[Dataset entries]
────────

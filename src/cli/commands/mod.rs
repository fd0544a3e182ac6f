use clap::{
    Arg, ArgAction, ColorChoice, Command,
    builder::styling::{AnsiColor, Effects, Styles},
};

pub mod built_info {
    include!(concat!(env!("OUT_DIR"), "/built.rs"));
}

pub fn new() -> Command {
    let styles = Styles::styled()
        .header(AnsiColor::Yellow.on_default() | Effects::BOLD)
        .usage(AnsiColor::Green.on_default() | Effects::BOLD)
        .literal(AnsiColor::Blue.on_default() | Effects::BOLD)
        .placeholder(AnsiColor::Green.on_default());

    let long_version = built_info::GIT_COMMIT_HASH.map_or_else(
        || env!("CARGO_PKG_VERSION").to_string(),
        |hash| format!("{} ({hash})", env!("CARGO_PKG_VERSION")),
    );

    Command::new("pg_topology")
        .about("PostgreSQL cluster topology discovery for quorum-commit replication")
        .version(env!("CARGO_PKG_VERSION"))
        .long_version(long_version)
        .color(ColorChoice::Auto)
        .styles(styles)
        .arg(
            Arg::new("port")
                .short('p')
                .long("port")
                .help("Port to listen on")
                .default_value("9434")
                .env("PG_TOPOLOGY_PORT")
                .value_parser(clap::value_parser!(u16)),
        )
        .arg(
            Arg::new("listen")
                .long("listen")
                .help("Address to bind, all interfaces by default")
                .env("PG_TOPOLOGY_LISTEN")
                .value_name("ADDR"),
        )
        .arg(
            Arg::new("dsn")
                .long("dsn")
                .help("Candidate host connection strings, probed in the given order")
                .default_value("postgresql://postgres@localhost:5432/postgres")
                .env("PG_TOPOLOGY_DSN")
                .value_name("DSN,DSN,...")
                .value_delimiter(',') // split CLI and env values by comma
                .action(ArgAction::Append), // allow repeated flags if desired
        )
        .arg(
            Arg::new("probe-timeout-ms")
                .long("probe-timeout-ms")
                .help("Deadline for one probe (connect + queries)")
                .default_value("1000")
                .env("PG_TOPOLOGY_PROBE_TIMEOUT_MS")
                .value_parser(clap::value_parser!(u64)),
        )
        .arg(
            Arg::new("discovery-interval-ms")
                .long("discovery-interval-ms")
                .help("Cadence of the discovery loop")
                .default_value("1000")
                .env("PG_TOPOLOGY_DISCOVERY_INTERVAL_MS")
                .value_parser(clap::value_parser!(u64)),
        )
        .arg(
            Arg::new("verbose")
                .short('v')
                .long("verbose")
                .help("Increase verbosity, -vv for debug")
                .action(ArgAction::Count),
        )
}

────────

# YOUR INSTRUCTIONS
Retype the records above exactly.

# EXERCISE RESPONSE
filename src/cli/commands/mod.rs
repository fd0544a3e182ac6f
use clap::{
    Arg, ArgAction, ColorChoice, Command,
    builder::styling::{AnsiColor, Effects, Styles},
};

pub mod built_info {
    include!(concat!(env!("OUT_DIR"), "/built.rs"));
}

pub fn new() -> Command {
    let styles = Styles::styled()
        .header(AnsiColor::Yellow.on_default() | Effects::BOLD)
        .usage(AnsiColor::Green.on_default() | Effects::BOLD)
        .literal(AnsiColor::Blue.on_default() | Effects::BOLD)
        .placeholder(AnsiColor::Green.on_default());

    let long_version = built_info::GIT_COMMIT_HASH.map_or_else(
        || env!("CARGO_PKG_VERSION").to_string(),
        |hash| format!("{} ({hash})", env!("CARGO_PKG_VERSION")),
    );

    Command::new("pg_topology")
        .about("PostgreSQL cluster topology discovery for quorum-commit replication")
        .version(env!("CARGO_PKG_VERSION"))
        .long_version(long_version)
        .color(ColorChoice::Auto)
        .styles(styles)
        .arg(
            Arg::new("port")
                .short('p')
                .long("port")
                .help("Port to listen on")
                .default_value("9434")
                .env("PG_TOPOLOGY_PORT")
                .value_parser(clap::value_parser!(u16)),
        )
        .arg(
            Arg::new("listen")
                .long("listen")
                .help("Address to bind, all interfaces by default")
                .env("PG_TOPOLOGY_LISTEN")
                .value_name("ADDR"),
        )
        .arg(
            Arg::new("dsn")
                .long("dsn")
                .help("Candidate host connection strings, probed in the given order")
                .default_value("postgresql://postgres@localhost:5432/postgres")
                .env("PG_TOPOLOGY_DSN")
                .value_name("DSN,DSN,...")
                .value_delimiter(',') // split CLI and env values by comma
                .action(ArgAction::Append), // allow repeated flags if desired
        )
        .arg(
            Arg::new("probe-timeout-ms")
                .long("probe-timeout-ms")
                .help("Deadline for one probe (connect + queries)")
                .default_value("1000")
                .env("PG_TOPOLOGY_PROBE_TIMEOUT_MS")
                .value_parser(clap::value_parser!(u64)),
        )
        .arg(
            Arg::new("discovery-interval-ms")
                .long("discovery-interval-ms")
                .help("Cadence of the discovery loop")
                .default_value("1000")
                .env("PG_TOPOLOGY_DISCOVERY_INTERVAL_MS")
                .value_parser(clap::value_parser!(u64)),
        )
        .arg(
            Arg::new("verbose")
                .short('v')
                .long("verbose")
                .help("Increase verbosity, -vv for debug")
                .action(ArgAction::Count),
        )
}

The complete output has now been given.